Les règles de neutralité du réseau établies en 2015 ont constitué des décennies de triomphe, mais leur suppression a été un travail rapide. Les dirigeants démocrates à la Chambre et au Sénat espèrent donc qu’ils s’empresseront également de contourner les règles de la nouvelle administration et de rétablir les anciennes – par le biais d’un texte législatif très simple connu sous le nom de ‘Save the Internet Act‘.
Mercredi matin, ils ne s’y sont pas pris à grand renfort de complications : quelques parlementaires ont dévoilé le fameux texte. Anna Eshoo, élue de Californie, l’a annoncé sans ambages : « C’est un projet de loi de deux pages. Deux pages, pas plus ! Impossible de faire plus limpide. » Deux feuillets, quelques alinéas, et tout est dit ou presque.
Le cœur du dispositif tient dans un condensé presque intégralement cité lors des discussions parlementaires, parfois avec de légers ajustements de forme :
La décision déclaratoire, le rapport et l’ordonnance sur le rétablissement de la liberté sur Internet, adoptés par la Commission le 14 décembre 2017 (FCC 17-166), sont purement et simplement rayés du paysage.
Également, impossible de faire renaître ces mesures sous une forme quasi identique.
Les textes qui retrouvent force de loi à compter du 19 janvier 2017 sont très précisément les suivants :
- Le rapport et l’ordonnance sur renvoi, la décision déclaratoire et l’ordonnance visant à protéger et promouvoir un Internet ouvert, adoptés le 26 février 2015 (FCC 15-1924).
- La partie 8 du titre 47 du Code of Federal Regulations.
La liste exacte des régulations restaurées est sans équivoque :
Ce fameux « chapitre 8 » pose noir sur blanc le principe de transparence, un pilier de l’architecture réglementaire de la FCC en 2015. En apparence autonome, il s’imbrique dans l’ossature globale et ne s’en distingue guère. La cohérence du système d’avant, réinstallée d’un coup, redevient la règle.
Effacer les bouleversements récents et remettre d’aplomb l’infrastructure réglementaire de 2015, la méthode ne prend pas de détour : on annule ce qui a été défait, on réactive l’ancien cadre. Certains s’écharpent sur la procédure, d’autres sur la robustesse technique des mesures restaurées, sans oublier les dissensions politiques déjà à l’œuvre. Au fond, le coup de balai se veut clair et surtout rapide.
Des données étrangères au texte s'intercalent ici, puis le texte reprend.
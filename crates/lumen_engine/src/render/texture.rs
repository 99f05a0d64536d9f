//! Textures bound to a fixed texture unit

use crate::assets::ImageData;
use crate::render::backend::{
    ProgramHandle, RenderBackend, TextureHandle, TextureOptions, UniformValue, MAX_TEXTURE_UNITS,
};
use crate::render::{RenderError, RenderResult};

/// A texture that always samples from the same unit
#[derive(Debug, Clone, Copy, PartialEq, Eq)]
pub struct Texture {
    handle: TextureHandle,
    unit: u32,
}

impl Texture {
    /// Upload `image` and reserve `unit` for it.
    ///
    /// Rows are flipped on upload so texture coordinate `v = 0` is the bottom
    /// of the image.
    pub fn from_image(
        backend: &mut dyn RenderBackend,
        image: &ImageData,
        unit: u32,
        options: TextureOptions,
    ) -> RenderResult<Self> {
        if unit >= MAX_TEXTURE_UNITS {
            return Err(RenderError::InvalidTextureUnit(unit));
        }
        let handle = backend.create_texture(&image.flipped_vertically(), options)?;
        Ok(Self { handle, unit })
    }

    /// Wrap an existing texture, such as a render target attachment
    pub fn from_handle(handle: TextureHandle, unit: u32) -> Self {
        Self { handle, unit }
    }

    /// Backend handle
    pub fn handle(&self) -> TextureHandle {
        self.handle
    }

    /// Texture unit this texture binds to
    pub fn unit(&self) -> u32 {
        self.unit
    }

    /// Replace the texture contents, e.g. with the next video frame
    pub fn update(&self, backend: &mut dyn RenderBackend, image: &ImageData) -> RenderResult<()> {
        backend.update_texture(self.handle, &image.flipped_vertically())
    }

    /// Bind to the texture unit and point `sampler` on `program` at it
    pub fn bind(&self, backend: &mut dyn RenderBackend, program: ProgramHandle, sampler: &str) -> RenderResult<()> {
        let unit = i32::try_from(self.unit).map_err(|_| RenderError::InvalidTextureUnit(self.unit))?;
        backend.bind_texture(self.unit, Some(self.handle))?;
        backend.set_uniform(program, sampler, UniformValue::Int(unit))?;
        Ok(())
    }
}

#[cfg(test)]
mod tests {
    use super::*;
    use crate::assets::ShaderSource;
    use crate::render::HeadlessBackend;

    #[test]
    fn test_bind_sets_unit_and_sampler() {
        let mut backend = HeadlessBackend::new();
        let program = backend
            .create_program("texture_shading", &ShaderSource::new("void main() {}", "void main() {}"))
            .unwrap();
        let texture = Texture::from_image(
            &mut backend,
            &ImageData::solid_color(2, 2, [0, 255, 0, 255]),
            2,
            TextureOptions { mipmaps: true, anisotropic: true },
        )
        .unwrap();

        texture.bind(&mut backend, program, "u_sampler").unwrap();

        assert_eq!(backend.bound_texture(2), Some(texture.handle()));
        assert_eq!(backend.uniform(program, "u_sampler"), Some(&UniformValue::Int(2)));
        assert!(backend.texture_options(texture.handle()).unwrap().mipmaps);
    }

    #[test]
    fn test_unit_out_of_range() {
        let mut backend = HeadlessBackend::new();
        let result = Texture::from_image(
            &mut backend,
            &ImageData::solid_color(1, 1, [0; 4]),
            MAX_TEXTURE_UNITS,
            TextureOptions::default(),
        );
        assert!(matches!(result, Err(RenderError::InvalidTextureUnit(_))));
    }
}
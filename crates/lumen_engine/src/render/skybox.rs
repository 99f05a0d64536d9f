//! Sky sphere
//!
//! A large textured sphere drawn first each frame with depth testing and
//! face culling disabled, so everything else draws over it and its inside
//! faces are visible.

use crate::render::backend::{ProgramHandle, RenderBackend, RenderStateFlags};
use crate::render::drawable::DrawableObject;
use crate::render::texture::Texture;
use crate::render::RenderResult;

/// Sampler uniform the sky texture is exposed through
pub const SKYBOX_SAMPLER: &str = "u_skybox";

/// Textured sky sphere
#[derive(Debug, Clone)]
pub struct Skybox {
    sphere: DrawableObject,
    texture: Texture,
}

impl Skybox {
    /// Create a skybox from an uploaded sphere and its texture
    pub fn new(sphere: DrawableObject, texture: Texture) -> Self {
        Self { sphere, texture }
    }

    /// Sky texture
    pub fn texture(&self) -> &Texture {
        &self.texture
    }

    /// The sphere geometry
    pub fn sphere(&self) -> &DrawableObject {
        &self.sphere
    }

    /// Expose the sky texture to another program, such as an environment
    /// mapping program sampling reflections
    pub fn share_texture(&self, backend: &mut dyn RenderBackend, program: ProgramHandle) -> RenderResult<()> {
        self.texture.bind(backend, program, SKYBOX_SAMPLER)
    }

    /// Draw the sphere with depth testing and culling off, then turn them
    /// back on
    pub fn draw(&self, backend: &mut dyn RenderBackend) -> RenderResult<()> {
        let flags = RenderStateFlags::DEPTH_TEST | RenderStateFlags::CULL_FACE;
        backend.set_state(flags, false);

        let result = self
            .texture
            .bind(backend, self.sphere.program(), SKYBOX_SAMPLER)
            .and_then(|()| self.sphere.draw(backend, None));

        backend.set_state(flags, true);
        result
    }
}
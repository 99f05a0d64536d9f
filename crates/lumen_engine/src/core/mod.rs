//! # Core Engine Module
//!
//! Shared configuration used by every subsystem.

pub mod config;

pub use config::{
    ApplicationConfig, AssetConfig, CameraConfig, Config, ConfigError, EngineConfig, InputConfig, PostConfig,
    WindowConfig,
};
Néanmoins, le projet ne va pas gratter là où le bât blesse véritablement. La racine du problème, c’est l’âge avancé des lois qui dessinent le périmètre de la FCC et la définition hasardeuse de la communication internet pour la régulation. De nombreux articles de la Loi sur les communications, hérités d’une revisite datée de 1996, manquent de précision et laissent un vaste terrain d’interprétation à la commission, qui adapte ses marges de manœuvre au gré des équipes dirigeantes.
La FCC, pour justifier l’abandon de la neutralité du net, s’appuie sur une lecture biaisée de la réalité technique d’Internet
Le principal argument avancé depuis 2017 consiste à nier que le haut débit relève des télécommunications. Rares sont les experts qui partagent ce point de vue, mais la FCC, auréolée de son statut technique, s’estime libre d’imposer sa propre analyse. Une clarification législative explicite par le Congrès aurait tôt fait de bloquer ces dérives et de forcer la FCC à rentrer dans le cadre, mais ce n’est pas l’objet du projet présenté aujourd’hui.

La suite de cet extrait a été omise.